Llama, Mistral, Qwen: Choosing Your On-Premises LLM Without Losing a Week

By January 2026, the local LLM scene had become a victim of its own success. Every week, a new model family—Mistral, Phi, Llama, DeepSeek, Qwen—would drop a new variant. For the enterprise CTO trying to build a self-hosted AI lab, this led to a specific kind of "choice paralysis."

You could easily lose a week just benchmarking models that were already obsolete by Friday.

I spent most of 2025 in that experimentation cycle. I’ve tested nearly every major open-source family. If you're looking to cut through the noise and build a production-grade local stack on AMD hardware, here is exactly what we learned.

The "Ollama Era" and the iGPU Ceiling

In the early days of our Kubernetes cluster, we relied heavily on Ollama. It was (and is) a fantastic tool for getting models running quickly on consumer hardware. We ran our models on the iGPUs of our AMD mini-PCs.

But we hit a ceiling. Because of the way Kubernetes handles iGPU passthrough, we were forced to dedicate the iGPU to only one container per node. With a six-node cluster, we were limited to six concurrent models. We could run Llama 3 for early agent experiments, but it never felt quite right—it lacked the speed and "reasoning depth" of the cloud models we were trying to replace.

The breakthrough came when we moved beyond Ollama and onto Lemonade Server.

Lemonade allowed us to break through the iGPU ceiling. Suddenly, we were able to run much larger 20B and 30B models across our nodes with significant improvements in Time To First Token (TTFT) and Tokens Per Second (TPS). The hardware didn't change, but the orchestration did.

The Winning Stack: January 2026 Edition

After months of rework and "learning the domain space" the hard way, we settled on a three-tier model stack that finally matched (and sometimes beat) the performance of Claude 3.5 Sonnet and GPT-4o for our specific workloads.

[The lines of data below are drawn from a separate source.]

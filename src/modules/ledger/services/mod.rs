pub mod ledger_builder;
pub mod ledger_service;

pub use ledger_builder::LedgerBuilder;
pub use ledger_service::LedgerService;
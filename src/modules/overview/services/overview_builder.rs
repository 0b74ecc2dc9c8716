use std::collections::HashMap;

use tracing::warn;

use crate::core::{AppError, Result};
use crate::modules::loans::models::Loan;
use crate::modules::loans::services::LoanCalculator;
use crate::modules::overview::models::{LoanSummary, OverviewView};
use crate::modules::payments::models::Payment;

/// Folds per-loan summaries of one customer into an overview
pub struct OverviewBuilder;

impl OverviewBuilder {
    /// Build the overview
    ///
    /// Each loan is derived independently. A loan whose status cannot be
    /// derived (e.g. a degenerate installment) is returned with `error` set
    /// and no `installments_left`; the other loans are unaffected.
    ///
    /// # Arguments
    /// * `customer_id` - Customer the loans belong to
    /// * `loans` - Loans in listing order; output keeps this order
    /// * `payments_by_loan` - Payments keyed by loan ID; a missing key means no payments
    ///
    /// # Errors
    /// `NoLoansFound` when `loans` is empty
    pub fn build(
        customer_id: &str,
        loans: &[Loan],
        payments_by_loan: &HashMap<String, Vec<Payment>>,
    ) -> Result<OverviewView> {
        if loans.is_empty() {
            return Err(AppError::no_loans_found(customer_id));
        }

        let summaries = loans
            .iter()
            .map(|loan| {
                let payments = payments_by_loan
                    .get(&loan.id)
                    .map(Vec::as_slice)
                    .unwrap_or_default();
                Self::summarize(loan, payments)
            })
            .collect::<Vec<_>>();

        Ok(OverviewView {
            customer_id: customer_id.to_string(),
            total_loans: loans.len(),
            loans: summaries,
        })
    }

    fn summarize(loan: &Loan, payments: &[Payment]) -> LoanSummary {
        let (amount_paid, installments_left, error) =
            match LoanCalculator::derive_loan_status(&loan.id, &loan.terms, payments) {
                Ok(status) => (status.amount_paid, Some(status.installments_left), None),
                Err(e) => {
                    warn!(loan_id = loan.id.as_str(), error = %e, "Loan excluded from overview totals");
                    // the entry is flagged, so an unsummable history reports zero
                    let amount_paid = LoanCalculator::amount_paid(payments).unwrap_or_default();
                    (amount_paid, None, Some(e.to_string()))
                }
            };

        LoanSummary {
            loan_id: loan.id.clone(),
            principal: loan.terms.principal,
            total_amount: loan.terms.total_amount,
            total_interest: loan.terms.interest,
            emi_amount: loan.terms.installment,
            amount_paid,
            installments_left,
            error,
        }
    }
}
use crate::core::Result;
use crate::modules::ledger::models::{LedgerTransaction, LedgerView};
use crate::modules::loans::models::Loan;
use crate::modules::loans::services::LoanCalculator;
use crate::modules::payments::models::Payment;

/// Assembles a per-loan statement from a resolved loan and its payments
pub struct LedgerBuilder;

impl LedgerBuilder {
    /// Build the ledger snapshot
    ///
    /// Transactions keep the order of `payments`; nothing is re-sorted.
    ///
    /// # Errors
    /// `DegenerateLoan` from status derivation
    pub fn build(loan: &Loan, payments: &[Payment]) -> Result<LedgerView> {
        let status = LoanCalculator::derive_loan_status(&loan.id, &loan.terms, payments)?;

        Ok(LedgerView {
            loan: loan.clone(),
            status,
            transactions: payments.iter().map(LedgerTransaction::from).collect(),
        })
    }
}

1. The Reasoning Engine: GPT OSS 20b

For general-purpose reasoning, we stopped worrying about token efficiency and started prioritizing "depth." Reasoning-heavy models beat out non-reasoning variants hands-down when you aren't paying by the token. GPT OSS 20b became our default for complex task planning and behavioral guidance.

2. The Coding Powerhouse: Qwen3 Coder 30b A3B Instruct

For coding, the Qwen3 family is the clear winner in early 2026. The 30b A3B Instruct model, running on Lemonade, provides a level of autonomous coding capability that allows tools like Zencoder to execute multi-file refactors with minimal human intervention.

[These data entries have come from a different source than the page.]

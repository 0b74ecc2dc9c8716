// Contract tests for the loan, payment and ledger endpoints
//
// Runs the full route table against the in-memory gateway.

use std::sync::Arc;

use actix_web::http::header::ContentType;
use actix_web::{test, web, App};
use loanledger::core::RepositoryGateway;
use loanledger::gateway::InMemoryGateway;
use loanledger::modules::{self, customers::Customer};
use serde_json::{json, Value};

macro_rules! test_app {
    ($gateway:expr) => {{
        let gateway: Arc<dyn RepositoryGateway> = $gateway;
        test::init_service(
            App::new()
                .app_data(web::Data::from(gateway))
                .configure(modules::configure),
        )
        .await
    }};
}

fn gateway() -> Arc<InMemoryGateway> {
    Arc::new(InMemoryGateway::new().with_customer(Customer::new("C-1001", "Meera Iyer")))
}

fn loan_payload() -> Value {
    json!({
        "customer_id": "C-1001",
        "principal": 120000,
        "interest_rate": 10,
        "period_years": 2
    })
}

/// POST /api/v1/loans returns computed terms
#[actix_web::test]
async fn test_create_loan_contract() {
    let app = test_app!(gateway());

    let req = test::TestRequest::post()
        .uri("/api/v1/loans")
        .set_json(loan_payload())
        .to_request();
    let resp = test::call_service(&app, req).await;
    assert_eq!(resp.status(), 201);

    let body: Value = test::read_body_json(resp).await;
    assert!(body["loan_id"].as_str().is_some_and(|id| !id.is_empty()));
    assert_eq!(body["customer_id"], "C-1001");
    assert_eq!(body["period_years"], 2);
    assert_eq!(body["total_interest"].to_string(), "24000.00");
    assert_eq!(body["total_amount_payable"].to_string(), "144000.00");
    assert_eq!(body["monthly_emi"].to_string(), "6000.00");
    assert!(body.get("created_at").is_some());
}

#[actix_web::test]
async fn test_create_loan_accepts_numeric_customer_id() {
    let gateway =
        Arc::new(InMemoryGateway::new().with_customer(Customer::new("42", "Numeric Customer")));
    let app = test_app!(gateway);

    let req = test::TestRequest::post()
        .uri("/api/v1/loans")
        .set_json(json!({
            "customer_id": 42,
            "principal": 2400,
            "interest_rate": 0,
            "term_years": 2
        }))
        .to_request();
    let resp = test::call_service(&app, req).await;
    assert_eq!(resp.status(), 201);

    let body: Value = test::read_body_json(resp).await;
    assert_eq!(body["customer_id"], "42");
    assert_eq!(body["monthly_emi"].to_string(), "100.00");
}

#[actix_web::test]
async fn test_create_loan_validation_errors() {
    let app = test_app!(gateway());

    let invalid = [
        json!({"customer_id": "C-1001", "principal": 0, "interest_rate": 10, "period_years": 2}),
        json!({"customer_id": "C-1001", "principal": 1000, "interest_rate": -1, "period_years": 2}),
        json!({"customer_id": "C-1001", "principal": 1000, "interest_rate": 10, "period_years": 0}),
        json!({"customer_id": "", "principal": 1000, "interest_rate": 10, "period_years": 1}),
        json!({"customer_id": "C-1001", "principal": "lots", "interest_rate": 10, "period_years": 1}),
        json!({"customer_id": "C-1001", "interest_rate": 10, "period_years": 1}),
        json!({"customer_id": "C-1001", "principal": 1000, "interest_rate": 7.12345, "period_years": 1}),
        json!({"customer_id": "C-1001", "principal": 1000, "interest_rate": 100000, "period_years": 1}),
        json!({"customer_id": "C-1001", "principal": 100000000000000000u64, "interest_rate": 0, "period_years": 1}),
    ];

    for payload in invalid {
        let req = test::TestRequest::post()
            .uri("/api/v1/loans")
            .set_json(&payload)
            .to_request();
        let resp = test::call_service(&app, req).await;
        assert_eq!(resp.status(), 400, "payload {} should be rejected", payload);

        let body: Value = test::read_body_json(resp).await;
        assert_eq!(body["error"]["code"], 400);
        assert!(body["error"]["message"].is_string());
    }
}

#[actix_web::test]
async fn test_create_loan_unknown_customer() {
    let app = test_app!(gateway());

    let mut payload = loan_payload();
    payload["customer_id"] = json!("C-9999");

    let req = test::TestRequest::post()
        .uri("/api/v1/loans")
        .set_json(payload)
        .to_request();
    let resp = test::call_service(&app, req).await;
    assert_eq!(resp.status(), 404);
}

#[actix_web::test]
async fn test_unknown_loan_is_404_everywhere() {
    let app = test_app!(gateway());

    let get = test::TestRequest::get()
        .uri("/api/v1/loans/missing")
        .to_request();
    assert_eq!(test::call_service(&app, get).await.status(), 404);

    let ledger = test::TestRequest::get()
        .uri("/api/v1/loans/missing/ledger")
        .to_request();
    assert_eq!(test::call_service(&app, ledger).await.status(), 404);

    let pay = test::TestRequest::post()
        .uri("/api/v1/loans/missing/payments")
        .set_json(json!({"amount": 100, "payment_type": "LUMP_SUM"}))
        .to_request();
    assert_eq!(test::call_service(&app, pay).await.status(), 404);
}

/// Payment then ledger, matching the single-installment walkthrough
#[actix_web::test]
async fn test_payment_and_ledger_contract() {
    let app = test_app!(gateway());

    let req = test::TestRequest::post()
        .uri("/api/v1/loans")
        .set_json(loan_payload())
        .to_request();
    let loan: Value = test::call_and_read_body_json(&app, req).await;
    let loan_id = loan["loan_id"].as_str().unwrap().to_string();

    let req = test::TestRequest::post()
        .uri(&format!("/api/v1/loans/{}/payments", loan_id))
        .set_json(json!({"amount": 6000, "payment_type": "EMI"}))
        .to_request();
    let resp = test::call_service(&app, req).await;
    assert_eq!(resp.status(), 201);

    let payment: Value = test::read_body_json(resp).await;
    assert_eq!(payment["loan_id"], loan_id.as_str());
    assert_eq!(payment["payment_type"], "INSTALLMENT");
    assert_eq!(payment["remaining_balance"].to_string(), "138000.00");
    assert_eq!(payment["installments_left"], 23);
    assert_eq!(payment["message"], "Payment recorded successfully.");

    let req = test::TestRequest::post()
        .uri(&format!("/api/v1/loans/{}/payments", loan_id))
        .set_json(json!({
            "amount": 20000.5,
            "payment_type": "LUMP_SUM",
            "paid_at": "2020-01-01T00:00:00Z"
        }))
        .to_request();
    assert_eq!(test::call_service(&app, req).await.status(), 201);

    let req = test::TestRequest::get()
        .uri(&format!("/api/v1/loans/{}/ledger", loan_id))
        .to_request();
    let resp = test::call_service(&app, req).await;
    assert_eq!(resp.status(), 200);

    let ledger: Value = test::read_body_json(resp).await;
    assert_eq!(ledger["loan_id"], loan_id.as_str());
    assert_eq!(ledger["monthly_emi"].to_string(), "6000.00");
    assert_eq!(ledger["amount_paid"].to_string(), "26000.50");
    assert_eq!(ledger["balance_amount"].to_string(), "117999.50");
    // 117999.50 / 6000 = 19.67
    assert_eq!(ledger["installments_left"], 20);

    // recorded order, even though the second payment is backdated
    let transactions = ledger["transactions"].as_array().unwrap();
    assert_eq!(transactions.len(), 2);
    assert_eq!(transactions[0]["type"], "INSTALLMENT");
    assert_eq!(transactions[0]["amount"].to_string(), "6000");
    assert_eq!(transactions[1]["type"], "LUMP_SUM");
    assert_eq!(transactions[1]["date"], "2020-01-01T00:00:00Z");
}

#[actix_web::test]
async fn test_payment_validation_errors() {
    let app = test_app!(gateway());

    let req = test::TestRequest::post()
        .uri("/api/v1/loans")
        .set_json(loan_payload())
        .to_request();
    let loan: Value = test::call_and_read_body_json(&app, req).await;
    let loan_id = loan["loan_id"].as_str().unwrap();
    let uri = format!("/api/v1/loans/{}/payments", loan_id);

    let invalid = [
        json!({"amount": 0, "payment_type": "EMI"}),
        json!({"amount": -5, "payment_type": "LUMP_SUM"}),
        json!({"amount": 10.001, "payment_type": "LUMP_SUM"}),
        json!({"amount": 100, "payment_type": "REFUND"}),
        json!({"payment_type": "EMI"}),
    ];

    for payload in invalid {
        let req = test::TestRequest::post()
            .uri(&uri)
            .set_json(&payload)
            .to_request();
        let resp = test::call_service(&app, req).await;
        assert_eq!(resp.status(), 400, "payload {} should be rejected", payload);
    }

    // rejected payments leave no trace
    let req = test::TestRequest::get()
        .uri(&format!("/api/v1/loans/{}/ledger", loan_id))
        .to_request();
    let ledger: Value = test::call_and_read_body_json(&app, req).await;
    assert!(ledger["transactions"].as_array().unwrap().is_empty());
    assert_eq!(ledger["installments_left"], 24);
}

/// Amounts past the money column width are rejected before anything is stored
#[actix_web::test]
async fn test_oversized_payment_is_rejected() {
    let app = test_app!(gateway());

    let req = test::TestRequest::post()
        .uri("/api/v1/loans")
        .set_json(loan_payload())
        .to_request();
    let loan: Value = test::call_and_read_body_json(&app, req).await;
    let loan_id = loan["loan_id"].as_str().unwrap();
    let uri = format!("/api/v1/loans/{}/payments", loan_id);

    for _ in 0..2 {
        let req = test::TestRequest::post()
            .uri(&uri)
            .insert_header(ContentType::json())
            .set_payload(r#"{"amount": 79228162514264337593543950335, "payment_type": "LUMP_SUM"}"#)
            .to_request();
        let resp = test::call_service(&app, req).await;
        assert_eq!(resp.status(), 400);
    }

    let req = test::TestRequest::get()
        .uri(&format!("/api/v1/loans/{}/ledger", loan_id))
        .to_request();
    let resp = test::call_service(&app, req).await;
    assert_eq!(resp.status(), 200);

    let ledger: Value = test::read_body_json(resp).await;
    assert!(ledger["transactions"].as_array().unwrap().is_empty());
    assert_eq!(ledger["balance_amount"].to_string(), "144000.00");
}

3. The RAG Stack: QDrant + BGE + Qwen3 4b

Retrieval Augmented Generation (RAG) is only as good as its retrieval. We moved away from "all-in-one" solutions and built a specialized stack:

Vector Store: QDrant
Reranking: BGE Reranker
Embeddings: Qwen3 4b Embedding model

flowchart TD
    A[User Request] --> B{Reasoning Engine\nGPT OSS 20b}
    B --> C[Coding Task]
    B --> D[Information Search]
    C --> E[Qwen3 Coder 30b]
    D --> F[RAG Stack\nQDrant/BGE/Qwen3 4b]
    E --> G[Output]
    F --> G
    
    style B fill:#1e1e2e,stroke:#eab308
    style E fill:#1e1e2e,stroke:#eab308
    style F fill:#1e1e2e,stroke:#eab308

The "AMD Secret" and the Documentation Trap

If there is one piece of advice I can give to anyone starting this journey: don't trust the public documentation.

One of the biggest hurdles we faced wasn't the technology—it was the obfuscation. AMD, for reasons known only to them, tends to hide their best AI work from the general public. Public-facing docs on how to optimize self-hosted models for Ryzen AI hardware are notoriously unreliable and often outdated.

Progress was slow until I joined the AMD Developer Program. Only after gaining access to restricted documentation—documents clearly not meant for general consumption—did we finally understand how to unlock the true potential of the NPUs and GPUs on our nodes.

If you are struggling to get performance out of your AMD-based AI lab, stop searching Google. Get into the developer program. The real answers are behind the curtain.

Summary: Stop Benchmarking, Start Building

If you want to stop losing weeks to model selection, here is the January 2026 shortcut:

Move from Ollama to a more robust orchestrator like Lemonade Server once you hit the iGPU limit.
Standardize on GPT OSS 20b for reasoning and Qwen3 Coder 30b for code.
Invest in a dedicated RAG stack (BGE/QDrant) rather than relying on the LLM's raw context window.
Get your hands on the real hardware documentation.

The transition from "AI experiment" to "AI department" happens the moment you stop treating the LLM as a magic black box and start treating it as a governed part of your infrastructure.

40+ years in engineering have taught me that documentation is often a marketing artifact, not a technical one. In the AI era, that's more true than ever. If you want to move fast, find the people who are actually running the hardware in production.